**THE INPUT:**
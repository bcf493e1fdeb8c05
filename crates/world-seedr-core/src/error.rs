use thiserror::Error;

#[derive(Debug, Error)]
pub enum WorldSeedrError {
    #[error("missing settings: {0}")]
    MissingSettings(&'static str),

    #[error("unknown possibility '{title}'")]
    UnknownPossibility { title: String },

    #[error("possibility library is malformed: {0}")]
    MalformedLibrary(#[from] serde_json::Error),

    #[error("malformed schema: {0}")]
    MalformedSchema(String),

    #[error("possibility '{title}' needs a layout direction and none was given")]
    MissingDirection { title: String },

    #[error("generation exceeded the recursion ceiling ({limit}); a schema cycle is not consuming space")]
    DepthExceeded { limit: usize },
}

pub type Result<T> = std::result::Result<T, WorldSeedrError>;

**PROBLEM TO SOLVE:**
Transcribe the material above in full.

**YOUR RESPONSE:**
repository bcf493e1fdeb8c05
filename crates/world-seedr-core/src/error.rs
use thiserror::Error;

#[derive(Debug, Error)]
pub enum WorldSeedrError {
    #[error("missing settings: {0}")]
    MissingSettings(&'static str),

    #[error("unknown possibility '{title}'")]
    UnknownPossibility { title: String },

    #[error("possibility library is malformed: {0}")]
    MalformedLibrary(#[from] serde_json::Error),

    #[error("malformed schema: {0}")]
    MalformedSchema(String),

    #[error("possibility '{title}' needs a layout direction and none was given")]
    MissingDirection { title: String },

    #[error("generation exceeded the recursion ceiling ({limit}); a schema cycle is not consuming space")]
    DepthExceeded { limit: usize },
}

pub type Result<T> = std::result::Result<T, WorldSeedrError>;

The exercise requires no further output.